Voilà plus d’une heure que nous sommes arrivés, Biou et moi retournons au guichet LAN récupérer l’étiquette qui confirme que nos valises sont dirigées vers Mata Veri, l’aéroport de l’île de Pâques. Petite attente, 2 jeunes sud-américains en transit vers Los Angeles depuis un jour et demi sont en train d’échanger avec l’employé. Finalement, ils obtiennent gain de cause, ils seront embarqué sur le prochain vol quoi qu’il arrive. En deux coups de cuillère à pot nous récupérons notre étiquette. Retour vers la salle d’embarquement.
Après quelques heures d’attente, l’embarquement est annoncé porte 17, nous nous y rendons et attendons que celui-ci débute. Rien, pas d’embarquement… au bout d’un certain temps, nouvelle annonce, l’embarquement est retardé et aura lieu porte 20.
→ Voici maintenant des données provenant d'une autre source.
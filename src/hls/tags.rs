//! One-shot classification of playlist lines into typed tags.

use super::attributes::AttributeList;

/// A classified physical line of a playlist.
#[derive(Debug, Clone, PartialEq)]
pub enum Line<'a> {
    Blank,
    Tag(Tag<'a>),
    /// A resource reference (anything that is neither blank nor starts with `#`).
    Uri(&'a str),
}

/// Tags the relay understands, with their payload already parsed.
///
/// Numeric payloads that fail to parse are carried as `None`.
#[derive(Debug, Clone, PartialEq)]
pub enum Tag<'a> {
    Header,
    Version(Option<u32>),
    TargetDuration(Option<u64>),
    MediaSequence(Option<u64>),
    DiscontinuitySequence(Option<u64>),
    PlaylistType(&'a str),
    EndList,
    IFramesOnly,
    IndependentSegments,
    Key(AttributeList),
    SessionKey(AttributeList),
    Map(AttributeList),
    StreamInf(AttributeList),
    IFrameStreamInf(AttributeList),
    Media(AttributeList),
    Inf { duration: f64, title: Option<&'a str> },
    ByteRange(&'a str),
    Discontinuity,
    ProgramDateTime(&'a str),
    Part(AttributeList),
    PreloadHint(AttributeList),
    RenditionReport(AttributeList),
    /// An `#EXT` tag without dedicated handling.
    Unknown(&'a str),
    /// A plain `#` comment.
    Comment,
}

impl<'a> Line<'a> {
    /// Classify one line. Surrounding whitespace is ignored.
    pub fn classify(raw: &'a str) -> Self {
        let line = raw.trim();
        if line.is_empty() {
            return Line::Blank;
        }
        if !line.starts_with('#') {
            return Line::Uri(line);
        }
        if !line.starts_with("#EXT") {
            return Line::Tag(Tag::Comment);
        }

        let (name, payload) = match line.split_once(':') {
            Some((name, payload)) => (name, payload.trim()),
            None => (line, ""),
        };

        let tag = match name {
            "#EXTM3U" => Tag::Header,
            "#EXT-X-VERSION" => Tag::Version(payload.parse().ok()),
            "#EXT-X-TARGETDURATION" => Tag::TargetDuration(parse_integer(payload)),
            "#EXT-X-MEDIA-SEQUENCE" => Tag::MediaSequence(parse_integer(payload)),
            "#EXT-X-DISCONTINUITY-SEQUENCE" => Tag::DiscontinuitySequence(parse_integer(payload)),
            "#EXT-X-PLAYLIST-TYPE" => Tag::PlaylistType(payload),
            "#EXT-X-ENDLIST" => Tag::EndList,
            "#EXT-X-I-FRAMES-ONLY" => Tag::IFramesOnly,
            "#EXT-X-INDEPENDENT-SEGMENTS" => Tag::IndependentSegments,
            "#EXT-X-KEY" => Tag::Key(AttributeList::parse(payload)),
            "#EXT-X-SESSION-KEY" => Tag::SessionKey(AttributeList::parse(payload)),
            "#EXT-X-MAP" => Tag::Map(AttributeList::parse(payload)),
            "#EXT-X-STREAM-INF" => Tag::StreamInf(AttributeList::parse(payload)),
            "#EXT-X-I-FRAME-STREAM-INF" => Tag::IFrameStreamInf(AttributeList::parse(payload)),
            "#EXT-X-MEDIA" => Tag::Media(AttributeList::parse(payload)),
            "#EXTINF" => parse_inf(payload),
            "#EXT-X-BYTERANGE" => Tag::ByteRange(payload),
            "#EXT-X-DISCONTINUITY" => Tag::Discontinuity,
            "#EXT-X-PROGRAM-DATE-TIME" => Tag::ProgramDateTime(payload),
            "#EXT-X-PART" => Tag::Part(AttributeList::parse(payload)),
            "#EXT-X-PRELOAD-HINT" => Tag::PreloadHint(AttributeList::parse(payload)),
            "#EXT-X-RENDITION-REPORT" => Tag::RenditionReport(AttributeList::parse(payload)),
            other => Tag::Unknown(other),
        };
        Line::Tag(tag)
    }
}

impl Tag<'_> {
    /// Whether the tag carries `URI` attributes that name resources a player fetches.
    pub fn has_uri_attributes(&self) -> bool {
        matches!(
            self,
            Tag::Key(_)
                | Tag::SessionKey(_)
                | Tag::Map(_)
                | Tag::Media(_)
                | Tag::IFrameStreamInf(_)
                | Tag::Part(_)
                | Tag::PreloadHint(_)
                | Tag::RenditionReport(_)
        )
    }
}

/// Integers that some packagers write as decimals (`10.0`) are truncated.
fn parse_integer(payload: &str) -> Option<u64> {
    payload
        .parse::<u64>()
        .ok()
        .or_else(|| payload.parse::<f64>().ok().filter(|v| *v >= 0.0).map(|v| v as u64))
}

fn parse_inf(payload: &str) -> Tag<'_> {
    let (duration, title) = match payload.split_once(',') {
        Some((duration, title)) => (duration, Some(title.trim()).filter(|t| !t.is_empty())),
        None => (payload, None),
    };
    Tag::Inf {
        duration: duration.trim().parse().unwrap_or(0.0),
        title,
    }
}

#[cfg(test)]
mod tests {
    use super::*;

    #[test]
    fn classifies_blank_uri_and_comment() {
        assert_eq!(Line::classify("   "), Line::Blank);
        assert_eq!(Line::classify("seg1.ts\r"), Line::Uri("seg1.ts"));
        assert_eq!(Line::classify("# just a note"), Line::Tag(Tag::Comment));
    }

    #[test]
    fn numeric_tags_parse_payload() {
        assert_eq!(Line::classify("#EXT-X-VERSION:6"), Line::Tag(Tag::Version(Some(6))));
        assert_eq!(
            Line::classify("#EXT-X-TARGETDURATION:10.0"),
            Line::Tag(Tag::TargetDuration(Some(10)))
        );
        assert_eq!(
            Line::classify("#EXT-X-MEDIA-SEQUENCE:abc"),
            Line::Tag(Tag::MediaSequence(None))
        );
    }

    #[test]
    fn inf_splits_duration_and_title() {
        assert_eq!(
            Line::classify("#EXTINF:9.009,Opening, part 1"),
            Line::Tag(Tag::Inf { duration: 9.009, title: Some("Opening, part 1") })
        );
        assert_eq!(
            Line::classify("#EXTINF:4,"),
            Line::Tag(Tag::Inf { duration: 4.0, title: None })
        );
    }

    #[test]
    fn unknown_ext_tags_are_explicit() {
        assert_eq!(
            Line::classify("#EXT-X-DATERANGE:ID=\"ad\""),
            Line::Tag(Tag::Unknown("#EXT-X-DATERANGE"))
        );
        // Prefix overlap must not be mistaken for a known tag
        assert_eq!(
            Line::classify("#EXT-X-MEDIA-SEQUENCE:3"),
            Line::Tag(Tag::MediaSequence(Some(3)))
        );
    }

    #[test]
    fn uri_bearing_tags() {
        let Line::Tag(tag) = Line::classify(r#"#EXT-X-MAP:URI="init.mp4""#) else {
            panic!("expected tag");
        };
        assert!(tag.has_uri_attributes());
        let Line::Tag(tag) = Line::classify("#EXT-X-STREAM-INF:BANDWIDTH=1") else {
            panic!("expected tag");
        };
        assert!(!tag.has_uri_attributes());
    }
}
Nous suivons la foule vers la porte 20. Attente, longue attente… nouveau changement, cette fois c’est porte 28 qu’aura lieu l’embarquement, promis, juré !
Nous descendons à l’étage inférieur  où se trouve cette porte. L’embarquement est prévu dans une heure… une heure et demi plus tard, l’avion a du retard, il faut encore attendre une heure. Le fils de Carine et Christophe fait le spectacle, déclenchant sourires et grimaces parmi les passagers à demi-endormis. Vers 2h30 du matin, nouvelle annonce, l’embarquement est prévu à 3h00 porte 23. Une Nuée de zombies râleurs se lève et remonte à l’étage, direction porte 23. L’embarquement à enfin lieu. Bonheur et délectation, lorsque nous pénétrons dans le boeing dont j’ai oublié le numéro… Petit écran individuel, de la place pour les jambes des personnes qui font plus d’un mètre cinquante, choix de jeux, de films, de musiques. Petite collation de qualité, personnel de vol charmant, la grande classe quoi !

5 heures plus tard, nous sommes arrivés à l’aéroport de Mata Veri, la preuve on nous désinsectise à nouveau ! Heureusement que je ne suis pas Pinocchio, sinon, Jiminy criquet serait mort dans l’avion.

Quelle heure est-il ? Quel jour sommes nous ? Je ne sais plus. Nous descendons sur le tarmac, il fait chaud, pas très beau, il pleut un peu d’ailleurs. Une queue se forme à l’entrée du principal bâtiment, sûrement le contrôle douanier. Nous avançons jusqu’à être bloqués à notre tour. Un policier circule avec un chien, d’abord tenu en laisse, au bout du cinquième passage, il le détache, le laissant flairer ou bon lui semble. Puis s’adressant à Carine, il lui dit d’avancer avec l’enfant, ils sont prioritaires. Nos amis escortés par le douanier suivi par le chien zigzaguent parmi les autres passagers jusqu’à ce qu’on les perde de vue. Nous avons essayé de profiter de l’ouverture créée par leur passage mais sommes restés bloqués contre un mur de taiwanais stagnant près des toilettes. Au bout d’une demi-heure nous atteignons enfin les guichets. On se retrouve dans une grande salle ou sont empilées les valises, près de la sortie, une grosse machine à rayons X, l’importation de nourriture, de fruits et légumes est interdite. Un employé nous demande si nous avons ce type d’articles dans nos bagages… non !? fais-je un peu étonné par la question. Il nous invite à glisser notre valise dans le gros appareil, histoire de s’assurer que nous n’allons pas ouvrir une épicerie à Honga Roa.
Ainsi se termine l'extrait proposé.